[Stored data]
* * *

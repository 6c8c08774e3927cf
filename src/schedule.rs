use chrono::{DateTime, NaiveDate, NaiveDateTime, NaiveTime, Timelike};
use std::collections::BTreeMap;

use crate::store::{ParticipantAggregate, ScheduleConflict, ScheduleItem};
use crate::types::{MatchUpSchedule, MatchUpStatus};

const DATE_FORMAT: &str = "%Y-%m-%d";

fn parse_date_time(raw: &str) -> Option<NaiveDateTime> {
    let raw = raw.trim();
    if let Ok(parsed) = DateTime::parse_from_rfc3339(raw) {
        return Some(parsed.naive_local());
    }
    ["%Y-%m-%dT%H:%M:%S", "%Y-%m-%dT%H:%M", "%Y-%m-%d %H:%M:%S", "%Y-%m-%d %H:%M"]
        .iter()
        .find_map(|format| NaiveDateTime::parse_from_str(raw, format).ok())
}

/// Clock time of a schedule value: `HH:MM`, `HH:MM:SS` or a date-time.
pub fn parse_time(raw: &str) -> Option<NaiveTime> {
    let trimmed = raw.trim();
    if trimmed.is_empty() {
        return None;
    }
    ["%H:%M:%S", "%H:%M"]
        .iter()
        .find_map(|format| NaiveTime::parse_from_str(trimmed, format).ok())
        .or_else(|| parse_date_time(trimmed).map(|dt| dt.time()))
}

fn minutes_of_day(time: NaiveTime) -> f64 {
    f64::from(time.num_seconds_from_midnight()) / 60.0
}

/// Calendar date of a schedule; a date-time `scheduledTime` supplies it when
/// `scheduledDate` is absent.
pub fn scheduled_date_of(schedule: &MatchUpSchedule) -> Option<String> {
    if let Some(date) = schedule.scheduled_date.as_deref() {
        let normalized = date
            .get(..10)
            .and_then(|prefix| NaiveDate::parse_from_str(prefix, DATE_FORMAT).ok())
            .map(|d| d.format(DATE_FORMAT).to_string());
        return normalized.or_else(|| Some(date.to_string()));
    }
    schedule
        .scheduled_time
        .as_deref()
        .and_then(parse_date_time)
        .map(|dt| dt.date().format(DATE_FORMAT).to_string())
}

/// Byes and unscored walkovers/defaults never occupied a court.
fn occupies_court(item: &ScheduleItem) -> bool {
    match item.match_up_status {
        MatchUpStatus::Bye => false,
        status if status.is_walkover() || status.is_default() => item.score_has_value,
        _ => true,
    }
}

const MINUTES_PER_DAY: f64 = 1440.0;

struct Timed<'a> {
    item: &'a ScheduleItem,
    minutes: f64,
}

/// Minutes after the start of the earlier item's day before which the later
/// item may not start. A bare clock time earlier than the start rolls into
/// the next day; a date-time is measured from the item's own date.
fn not_before(earlier: &Timed<'_>, later: &ScheduleItem) -> Option<f64> {
    let raw = if earlier.item.match_up_type != later.match_up_type {
        earlier
            .item
            .type_change_time_after_recovery
            .as_deref()
            .or(earlier.item.time_after_recovery.as_deref())
    } else {
        earlier.item.time_after_recovery.as_deref()
    };
    let raw = raw?;

    if let Some(recovery) = parse_date_time(raw) {
        let days = earlier
            .item
            .scheduled_date
            .as_deref()
            .and_then(|date| NaiveDate::parse_from_str(date, DATE_FORMAT).ok())
            .map(|date| (recovery.date() - date).num_days())
            .unwrap_or(0);
        return Some(days as f64 * MINUTES_PER_DAY + minutes_of_day(recovery.time()));
    }
    let minutes = parse_time(raw).map(minutes_of_day)?;
    Some(if minutes < earlier.minutes {
        minutes + MINUTES_PER_DAY
    } else {
        minutes
    })
}

fn overlaps(earlier: &Timed<'_>, later: &Timed<'_>, threshold: Option<f64>) -> bool {
    match threshold {
        Some(threshold) => later.minutes - earlier.minutes <= threshold,
        None => not_before(earlier, later.item)
            .map(|limit| later.minutes < limit)
            .unwrap_or(false),
    }
}

/// Ties of one team matchUp share its court commitment.
fn same_team_match_up(a: &ScheduleItem, b: &ScheduleItem) -> bool {
    a.match_up_tie_id.is_some() && a.match_up_tie_id == b.match_up_tie_id
}

/// Pairwise schedule overlaps for one participant's items.
///
/// Pairs are only compared forward in time within a date, so the prior id of
/// each conflict is always the earlier matchUp.
pub fn detect_conflicts(items: &[ScheduleItem], threshold: Option<f64>) -> Vec<ScheduleConflict> {
    let mut by_date: BTreeMap<Option<&str>, Vec<Timed<'_>>> = BTreeMap::new();
    for item in items {
        if !occupies_court(item) {
            continue;
        }
        let Some(time) = item.scheduled_time.as_deref().and_then(parse_time) else {
            continue;
        };
        by_date
            .entry(item.scheduled_date.as_deref())
            .or_default()
            .push(Timed {
                item,
                minutes: minutes_of_day(time),
            });
    }

    let mut conflicts = Vec::new();
    for timed in by_date.values_mut() {
        timed.sort_by(|a, b| a.minutes.total_cmp(&b.minutes));
        for (idx, earlier) in timed.iter().enumerate() {
            for later in &timed[idx + 1..] {
                if earlier.item.match_up_id == later.item.match_up_id
                    || same_team_match_up(earlier.item, later.item)
                {
                    continue;
                }
                let same_draw_futures = earlier.item.potential
                    && later.item.potential
                    && earlier.item.draw_id == later.item.draw_id;
                if same_draw_futures || !overlaps(earlier, later, threshold) {
                    continue;
                }
                let conflict = ScheduleConflict {
                    prior_scheduled_match_up_id: earlier.item.match_up_id.clone(),
                    match_up_id_with_conflict: later.item.match_up_id.clone(),
                };
                if !conflicts.contains(&conflict) {
                    conflicts.push(conflict);
                }
            }
        }
    }
    conflicts
}

/// Records conflicts on the aggregate and marks each conflicted matchUp summary.
pub fn apply_schedule_conflicts(aggregate: &mut ParticipantAggregate, threshold: Option<f64>) {
    let conflicts = detect_conflicts(&aggregate.schedule_items, threshold);
    for conflict in &conflicts {
        let summary = aggregate
            .match_ups
            .get_mut(&conflict.match_up_id_with_conflict)
            .or_else(|| aggregate.potential_match_ups.get_mut(&conflict.match_up_id_with_conflict));
        if let Some(schedule) = summary.and_then(|summary| summary.schedule.as_mut()) {
            schedule.schedule_conflict = Some(conflict.prior_scheduled_match_up_id.clone());
        }
    }
    aggregate.schedule_conflicts = conflicts;
}

#[cfg(test)]
mod tests {
    use super::*;
    use crate::types::MatchUpType;

    fn item(match_up_id: &str, time: &str) -> ScheduleItem {
        ScheduleItem {
            scheduled_date: Some("2024-05-01".to_string()),
            scheduled_time: Some(time.to_string()),
            time_after_recovery: None,
            type_change_time_after_recovery: None,
            match_up_type: MatchUpType::Singles,
            match_up_status: MatchUpStatus::ToBePlayed,
            match_up_id: match_up_id.to_string(),
            match_up_tie_id: None,
            draw_id: "D1".to_string(),
            structure_id: "S1".to_string(),
            potential: false,
            score_has_value: false,
        }
    }

    fn with_recovery(mut item: ScheduleItem, recovery: &str) -> ScheduleItem {
        item.time_after_recovery = Some(recovery.to_string());
        item
    }

    #[test]
    fn test_overlap_before_recovery_is_conflict() {
        let items = vec![
            with_recovery(item("matchUp1", "10:00"), "11:00"),
            item("matchUp2", "10:30"),
        ];
        let conflicts = detect_conflicts(&items, None);
        assert_eq!(
            conflicts,
            vec![ScheduleConflict {
                prior_scheduled_match_up_id: "matchUp1".to_string(),
                match_up_id_with_conflict: "matchUp2".to_string(),
            }]
        );
    }

    #[test]
    fn test_bye_never_conflicts() {
        let mut bye = item("matchUp2", "10:30");
        bye.match_up_status = MatchUpStatus::Bye;
        let items = vec![with_recovery(item("matchUp1", "10:00"), "11:00"), bye];
        assert!(detect_conflicts(&items, None).is_empty());
    }

    #[test]
    fn test_unscored_walkover_excluded_but_scored_default_kept() {
        let mut walkover = item("matchUp2", "10:30");
        walkover.match_up_status = MatchUpStatus::Walkover;
        let items = vec![with_recovery(item("matchUp1", "10:00"), "11:00"), walkover.clone()];
        assert!(detect_conflicts(&items, None).is_empty());

        let mut defaulted = walkover;
        defaulted.match_up_status = MatchUpStatus::Defaulted;
        defaulted.score_has_value = true;
        let items = vec![with_recovery(item("matchUp1", "10:00"), "11:00"), defaulted];
        assert_eq!(detect_conflicts(&items, None).len(), 1);
    }

    #[test]
    fn test_threshold_mode_ignores_recovery() {
        let items = vec![item("matchUp1", "10:00"), item("matchUp2", "11:00")];
        assert_eq!(detect_conflicts(&items, Some(60.0)).len(), 1);
        assert!(detect_conflicts(&items, Some(59.0)).is_empty());
        assert!(detect_conflicts(&items, None).is_empty());
    }

    #[test]
    fn test_type_change_uses_type_change_recovery() {
        let mut singles = with_recovery(item("matchUp1", "10:00"), "10:30");
        singles.type_change_time_after_recovery = Some("11:30".to_string());
        let mut doubles = item("matchUp2", "11:00");
        doubles.match_up_type = MatchUpType::Doubles;
        assert_eq!(detect_conflicts(&[singles.clone(), doubles], None).len(), 1);

        let same_type = item("matchUp3", "11:00");
        assert!(detect_conflicts(&[singles, same_type], None).is_empty());
    }

    #[test]
    fn test_same_draw_potential_items_never_conflict() {
        let mut first = with_recovery(item("F1", "10:00"), "12:00");
        first.potential = true;
        let mut second = item("F2", "10:30");
        second.potential = true;
        assert!(detect_conflicts(&[first.clone(), second.clone()], None).is_empty());

        second.draw_id = "D2".to_string();
        assert_eq!(detect_conflicts(&[first, second], None).len(), 1);
    }

    #[test]
    fn test_pairs_reported_forward_in_time() {
        let items = vec![
            item("late", "15:00"),
            with_recovery(item("early", "09:00"), "16:00"),
            with_recovery(item("middle", "12:00"), "16:00"),
        ];
        let conflicts = detect_conflicts(&items, None);
        assert_eq!(conflicts.len(), 3);
        let minutes = |id: &str| {
            let found = items.iter().find(|i| i.match_up_id == id).unwrap();
            parse_time(found.scheduled_time.as_deref().unwrap()).unwrap()
        };
        for conflict in &conflicts {
            assert!(
                minutes(&conflict.prior_scheduled_match_up_id)
                    <= minutes(&conflict.match_up_id_with_conflict)
            );
        }
    }

    #[test]
    fn test_items_on_other_dates_are_independent() {
        let mut next_day = item("matchUp2", "10:30");
        next_day.scheduled_date = Some("2024-05-02".to_string());
        let items = vec![with_recovery(item("matchUp1", "10:00"), "11:00"), next_day];
        assert!(detect_conflicts(&items, None).is_empty());
    }

    #[test]
    fn test_recovery_past_midnight_carries_over() {
        let items = vec![
            with_recovery(item("late", "23:00"), "00:30"),
            item("later", "23:45"),
        ];
        assert_eq!(detect_conflicts(&items, None).len(), 1);

        let items = vec![
            with_recovery(item("late", "23:00"), "2024-05-02T00:30"),
            item("later", "23:45"),
        ];
        assert_eq!(detect_conflicts(&items, None).len(), 1);

        let items = vec![
            with_recovery(item("late", "22:00"), "2024-05-01T23:00"),
            item("later", "23:45"),
        ];
        assert!(detect_conflicts(&items, None).is_empty());
    }

    #[test]
    fn test_ties_of_one_team_match_up_never_conflict() {
        let mut doubles = with_recovery(item("TM1-D", "10:00"), "11:30");
        doubles.match_up_tie_id = Some("TM1".to_string());
        let mut singles = item("TM1-S", "10:00");
        singles.match_up_tie_id = Some("TM1".to_string());
        assert!(detect_conflicts(&[doubles.clone(), singles.clone()], None).is_empty());
        assert!(detect_conflicts(&[doubles.clone(), singles.clone()], Some(30.0)).is_empty());

        singles.match_up_tie_id = Some("TM2".to_string());
        assert_eq!(detect_conflicts(&[doubles, singles], Some(30.0)).len(), 1);
    }

    #[test]
    fn test_date_time_values_parse() {
        assert_eq!(parse_time("2024-05-01T10:15"), NaiveTime::from_hms_opt(10, 15, 0));
        assert_eq!(parse_time("2024-05-01T10:15:00Z"), NaiveTime::from_hms_opt(10, 15, 0));
        assert_eq!(parse_time("09:05:30"), NaiveTime::from_hms_opt(9, 5, 30));
        assert_eq!(parse_time(""), None);

        let schedule = MatchUpSchedule {
            scheduled_time: Some("2024-05-01T10:15".to_string()),
            ..MatchUpSchedule::default()
        };
        assert_eq!(scheduled_date_of(&schedule).as_deref(), Some("2024-05-01"));
    }

    #[test]
    fn test_conflicts_mark_match_up_summary() {
        use crate::store::{MatchUpScheduleSummary, MatchUpSummary};

        let mut aggregate = ParticipantAggregate::new("A");
        aggregate.schedule_items = vec![
            with_recovery(item("matchUp1", "10:00"), "11:00"),
            item("matchUp2", "10:30"),
        ];
        aggregate.match_ups.insert(
            "matchUp2".to_string(),
            MatchUpSummary {
                match_up_id: "matchUp2".to_string(),
                event_id: "E1".to_string(),
                draw_id: "D1".to_string(),
                structure_id: "S1".to_string(),
                match_up_type: MatchUpType::Singles,
                match_up_status: MatchUpStatus::ToBePlayed,
                round_number: None,
                collection_id: None,
                match_up_tie_id: None,
                side_number: Some(1),
                participant_won: None,
                finishing_position_range: None,
                finishing_round: None,
                perspective_score_string: None,
                opponent_participant_info: Vec::new(),
                partner_participant_id: None,
                schedule: Some(MatchUpScheduleSummary::default()),
                potential: false,
            },
        );
        apply_schedule_conflicts(&mut aggregate, None);
        assert_eq!(aggregate.schedule_conflicts.len(), 1);
        let schedule = aggregate.match_ups["matchUp2"].schedule.as_ref().unwrap();
        assert_eq!(schedule.schedule_conflict.as_deref(), Some("matchUp1"));
    }
}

* * *

## PROBLEM REQUIREMENTS
Show the lines of the entries that include the string "bool", copying each in full.

## RESPONSE TO THIS TASK
fn occupies_court(item: &ScheduleItem) -> bool {
fn overlaps(earlier: &Timed<'_>, later: &Timed<'_>, threshold: Option<f64>) -> bool {
fn same_team_match_up(a: &ScheduleItem, b: &ScheduleItem) -> bool {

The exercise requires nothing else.